Someone will have to take the roof off to get in their car later


----------



## NaughTTy (Jul 9, 2003)

Can't stand the things myself - 'Orrible sickly, sweet, sticky, yuk yuk [smiley=thumbsdown.gif]

(but respect due to you if you can eat 9 in a row - I couldn't even manage one :lol: )


----------



## Dotti (Mar 9, 2003)

The are delicious frozen! Hmmm YUM YUM! [smiley=crowngrin.gif]


----------



## ronin (Sep 6, 2003)

^Abi^ said:


> stgeorgex997 said:
> 
> 
> > You bat fastard :wink:
> ...


Not sure - i have told my assistant to hide them until i go home.


----------



## saint (Dec 6, 2002)

ronin said:


> 5 for a Â£1 down the road, bought 25. Have now eaten 9.
> 
> Should have stopped at 2 [smiley=sick2.gif] [smiley=oops.gif]
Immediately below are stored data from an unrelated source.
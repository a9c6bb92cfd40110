use serde::{Deserialize, Serialize};
use tracing::{info, instrument, warn};

use crate::domains::crisis::CrisisKeyword;
use crate::kernel::BaseSearchStore;

/// A hotline or emergency service shown alongside crisis results
#[derive(Debug, Clone, PartialEq, Eq, Serialize, Deserialize)]
#[serde(rename_all = "camelCase")]
pub struct CrisisResource {
    pub name: String,
    pub contact: String,
    pub description: String,
}

/// Attached to a search response when the query looks like a crisis
#[derive(Debug, Clone, PartialEq, Eq, Serialize, Deserialize)]
#[serde(rename_all = "camelCase")]
pub struct CrisisAlert {
    pub crisis_type: String,
    pub severity: i32,
    pub message: String,
    pub resources: Vec<CrisisResource>,
}

fn resource(name: &str, contact: &str, description: &str) -> CrisisResource {
    CrisisResource {
        name: name.to_string(),
        contact: contact.to_string(),
        description: description.to_string(),
    }
}

fn emergency_services() -> CrisisResource {
    resource("Emergency Services", "911", "Call if you or someone else is in immediate danger")
}

fn community_helpline() -> CrisisResource {
    resource(
        "211 Helpline",
        "211",
        "Free, confidential help finding local services, 24/7",
    )
}

/// Fixed hotlines per crisis type.
pub fn crisis_resources(crisis_type: &str) -> Vec<CrisisResource> {
    match crisis_type {
        "suicide" | "self_harm" | "mental_health" => vec![
            resource(
                "988 Suicide & Crisis Lifeline",
                "988",
                "Call or text 988 any time to reach a trained crisis counselor",
            ),
            emergency_services(),
        ],
        "domestic_violence" => vec![
            resource(
                "National Domestic Violence Hotline",
                "1-800-799-7233",
                "Confidential support 24/7; text START to 88788",
            ),
            emergency_services(),
        ],
        "medical_emergency" | "violence" => vec![emergency_services(), community_helpline()],
        _ => vec![community_helpline()],
    }
}

fn crisis_message(crisis_type: &str) -> String {
    match crisis_type {
        "suicide" | "self_harm" | "mental_health" => {
            "It sounds like you may be going through something really hard. You don't have to face it alone. Please reach out to the 988 Suicide & Crisis Lifeline now."
        }
        "domestic_violence" => {
            "Your safety matters. If you are in danger, call 911. The National Domestic Violence Hotline can help you make a safety plan."
        }
        "medical_emergency" | "violence" => "If this is an emergency, call 911 right away.",
        _ => "If you need urgent help, call 211 to talk with someone right now.",
    }
    .to_string()
}

/// The highest-severity keyword contained in `query`, case-insensitively.
///
/// Ties go to the keyword listed first.
pub fn match_crisis<'a>(query: &str, keywords: &'a [CrisisKeyword]) -> Option<&'a CrisisKeyword> {
    let query = query.to_lowercase();

    keywords
        .iter()
        .filter(|k| {
            let keyword = k.keyword.trim().to_lowercase();
            !keyword.is_empty() && query.contains(&keyword)
        })
        .fold(None, |best: Option<&CrisisKeyword>, candidate| match best {
            Some(current) if current.severity >= candidate.severity => Some(current),
            _ => Some(candidate),
        })
}

pub fn build_alert(keyword: &CrisisKeyword) -> CrisisAlert {
    CrisisAlert {
        crisis_type: keyword.crisis_type.clone(),
        severity: keyword.severity,
        message: crisis_message(&keyword.crisis_type),
        resources: crisis_resources(&keyword.crisis_type),
    }
}

/// Checks `query` against active crisis keywords.
///
/// Never fails: a keyword lookup error is logged and treated as no crisis.
#[instrument(skip(query, store))]
pub async fn detect_crisis(query: &str, store: &dyn BaseSearchStore) -> Option<CrisisAlert> {
    let keywords = match store.active_crisis_keywords().await {
        Ok(keywords) => keywords,
        Err(e) => {
            warn!(error = %e, "Crisis keyword lookup failed, skipping crisis check");
            return None;
        }
    };

    let keyword = match_crisis(query, &keywords)?;
    info!(
        crisis_type = %keyword.crisis_type,
        severity = keyword.severity,
        "Crisis language detected in search query"
    );

    Some(build_alert(keyword))
}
Means there are some left - I'd rather have one of them over a gmail account anyday.


----------



## Dotti (Mar 9, 2003)

ronin said:


> i have told my assistant to hide them until i go home.


Hahah....well I hope for your benefit you don't loose count otherwise if your one short you will know who has eaten it .


----------



## Widget (May 7, 2002)

ronin said:


> i have told my assistant to hide them until i go home.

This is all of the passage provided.